Obduskey, 139 S. Ct. at 1037

The Court further reasoned, importantly, that “Congress may well have chosen to treat security-interest enforcement differently from ordinary debt collection in order to avoid conflicts with state nonjudicial foreclosure schemes.” Id., 139 S. Ct. at 1037.  And in this regard it notably recognized, as it must, that “foreclosure is a means of collecting a debt,” and further, “the gravity of a letter informing a homeowner that she may lose her home unless she pays her outstanding debts.” Id., 139 S. Ct. at 1036, 1039 (emphasis added).  Nevertheless, the Court preceded upon the assumption that “the notices sent by McCarthy were antecedent steps required under state law to enforce a security interest.”  Further, it hedged its ultimate holding when it stated that because  “we here confront only steps required by state law, we need not consider what other conduct (related to, but not required for, enforcement of a security interest) might transform a security-interest enforcer into a debt collector subject to the main coverage of the Act.”  Id., 139 S. Ct. at 1039.

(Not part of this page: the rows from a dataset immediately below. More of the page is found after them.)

//! Character cursor for traversing source code.
//!
//! This module provides the `Cursor` struct which maintains position state
//! while walking the source one code point at a time. It handles UTF-8
//! correctly and tracks line/column information for error reporting.

/// Value returned by every peek past the end of the source.
pub const EOF_CHAR: char = '\0';

/// A cursor for traversing source code character by character.
///
/// The cursor only moves forward. Peeks past the end of the source return
/// [`EOF_CHAR`], so they never fail; whether the end has really been reached
/// is answered by [`Cursor::is_at_end`], which keeps an embedded NUL in the
/// source distinguishable from the end of input.
///
/// # Example
///
/// ```
/// use loxc_lex::cursor::Cursor;
///
/// let mut cursor = Cursor::new("var x;");
///
/// assert_eq!(cursor.current_char(), 'v');
/// assert_eq!(cursor.lookahead(), 'a');
/// cursor.advance();
/// assert_eq!(cursor.current_char(), 'a');
/// ```
pub struct Cursor<'a> {
    /// The source text being traversed.
    source: &'a str,

    /// Current byte position in the source.
    position: usize,

    /// Current line number (1-based).
    line: u32,

    /// Current column number (1-based, in characters).
    column: u32,
}

impl<'a> Cursor<'a> {
    /// Creates a new cursor at the start of `source`.
    pub fn new(source: &'a str) -> Self {
        Self {
            source,
            position: 0,
            line: 1,
            column: 1,
        }
    }

    /// Returns the character at the cursor position.
    ///
    /// Returns [`EOF_CHAR`] if at the end of the source.
    ///
    /// # Example
    ///
    /// ```
    /// use loxc_lex::cursor::Cursor;
    ///
    /// let cursor = Cursor::new("abc");
    /// assert_eq!(cursor.current_char(), 'a');
    /// ```
    #[inline]
    pub fn current_char(&self) -> char {
        self.char_at(self.position)
    }

    /// Returns the character one code point past the current one.
    ///
    /// # Example
    ///
    /// ```
    /// use loxc_lex::cursor::{Cursor, EOF_CHAR};
    ///
    /// let cursor = Cursor::new("αβ");
    /// assert_eq!(cursor.lookahead(), 'β');
    /// assert_eq!(Cursor::new("α").lookahead(), EOF_CHAR);
    /// ```
    #[inline]
    pub fn lookahead(&self) -> char {
        match self.current_width() {
            0 => EOF_CHAR,
            width => self.char_at(self.position + width),
        }
    }

    /// Returns true if the lookahead character equals `expected`.
    ///
    /// Nothing is consumed.
    ///
    /// # Example
    ///
    /// ```
    /// use loxc_lex::cursor::Cursor;
    ///
    /// let cursor = Cursor::new("!=");
    /// assert!(cursor.matches_next('='));
    /// assert_eq!(cursor.current_char(), '!');
    /// ```
    #[inline]
    pub fn matches_next(&self, expected: char) -> bool {
        !self.is_at_end() && self.lookahead() == expected
    }

    /// Decodes the character starting at byte offset `pos`.
    #[inline]
    fn char_at(&self, pos: usize) -> char {
        if pos >= self.source.len() {
            return EOF_CHAR;
        }

        // Fast path for ASCII (most common case)
        let b = self.source.as_bytes()[pos];
        if b < 128 {
            return b as char;
        }

        // Slow path for UTF-8
        self.source[pos..].chars().next().unwrap_or(EOF_CHAR)
    }

    /// Byte width of the current character, 0 at the end.
    #[inline]
    fn current_width(&self) -> usize {
        if self.is_at_end() {
            0
        } else {
            self.current_char().len_utf8()
        }
    }

    /// Advances the cursor past the current character.
    ///
    /// Consuming a line feed bumps the line counter and resets the column.
    /// Does nothing if already at end.
    ///
    /// # Example
    ///
    /// ```
    /// use loxc_lex::cursor::Cursor;
    ///
    /// let mut cursor = Cursor::new("a\nb");
    /// cursor.advance();
    /// cursor.advance();
    /// assert_eq!(cursor.current_char(), 'b');
    /// assert_eq!(cursor.line(), 2);
    /// assert_eq!(cursor.column(), 1);
    /// ```
    #[inline]
    pub fn advance(&mut self) {
        let width = self.current_width();
        if width == 0 {
            return;
        }

        if self.current_char() == '\n' {
            self.line += 1;
            self.column = 1;
        } else {
            self.column += 1;
        }
        self.position += width;
    }

    /// Advances while `predicate` holds for the current character.
    pub fn advance_while(&mut self, mut predicate: impl FnMut(char) -> bool) {
        while !self.is_at_end() && predicate(self.current_char()) {
            self.advance();
        }
    }

    /// Returns true if the cursor is at the end of the source.
    pub fn is_at_end(&self) -> bool {
        self.position >= self.source.len()
    }

    /// Returns the current line number (1-based).
    pub fn line(&self) -> u32 {
        self.line
    }

    /// Returns the current column number (1-based).
    pub fn column(&self) -> u32 {
        self.column
    }

    /// Returns the current byte position in the source.
    pub fn position(&self) -> usize {
        self.position
    }

    /// Returns a slice of the source from `start` to the current position.
    ///
    /// # Example
    ///
    /// ```
    /// use loxc_lex::cursor::Cursor;
    ///
    /// let mut cursor = Cursor::new("var x");
    /// let start = cursor.position();
    /// cursor.advance_while(|c| c.is_alphabetic());
    /// assert_eq!(cursor.slice_from(start), "var");
    /// ```
    pub fn slice_from(&self, start: usize) -> &'a str {
        &self.source[start..self.position]
    }

    /// Returns the source text from the current position to the end.
    pub fn remaining(&self) -> &'a str {
        &self.source[self.position..]
    }
}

Thus, while the argument posited by the law firm in Reese was ultimately validated by the broad-stroke holding in Obduskey, the difficulties of Reese remain.  That is, even though it is now beyond question that “the statute exempts entities engaged in no more than the ‘enforcement of security interests’ from the lions share of its prohibitions,” the extent of that exemption would appear, still, to turn at least in part on the degree to which the questionable conduct was in fact required by state law.  Thus, while the holding in Obduskey was indeed an important, and in many ways a clarifying one, the questions left by Reese appear to remain unanswered, and practitioners would therefore do well to continue to take note of its legacy.

[1] This is not surprising since the security deed in Reese was likely the Form 3011 Fannie Mae / Freddie Mac uniform instrument, which does not contain such a requirement.  Nevertheless, it is not difficult to imagine a scenario where such a demand would be required, for example where the borrower has executed a non-uniform instrument and has not waived the right of presentment.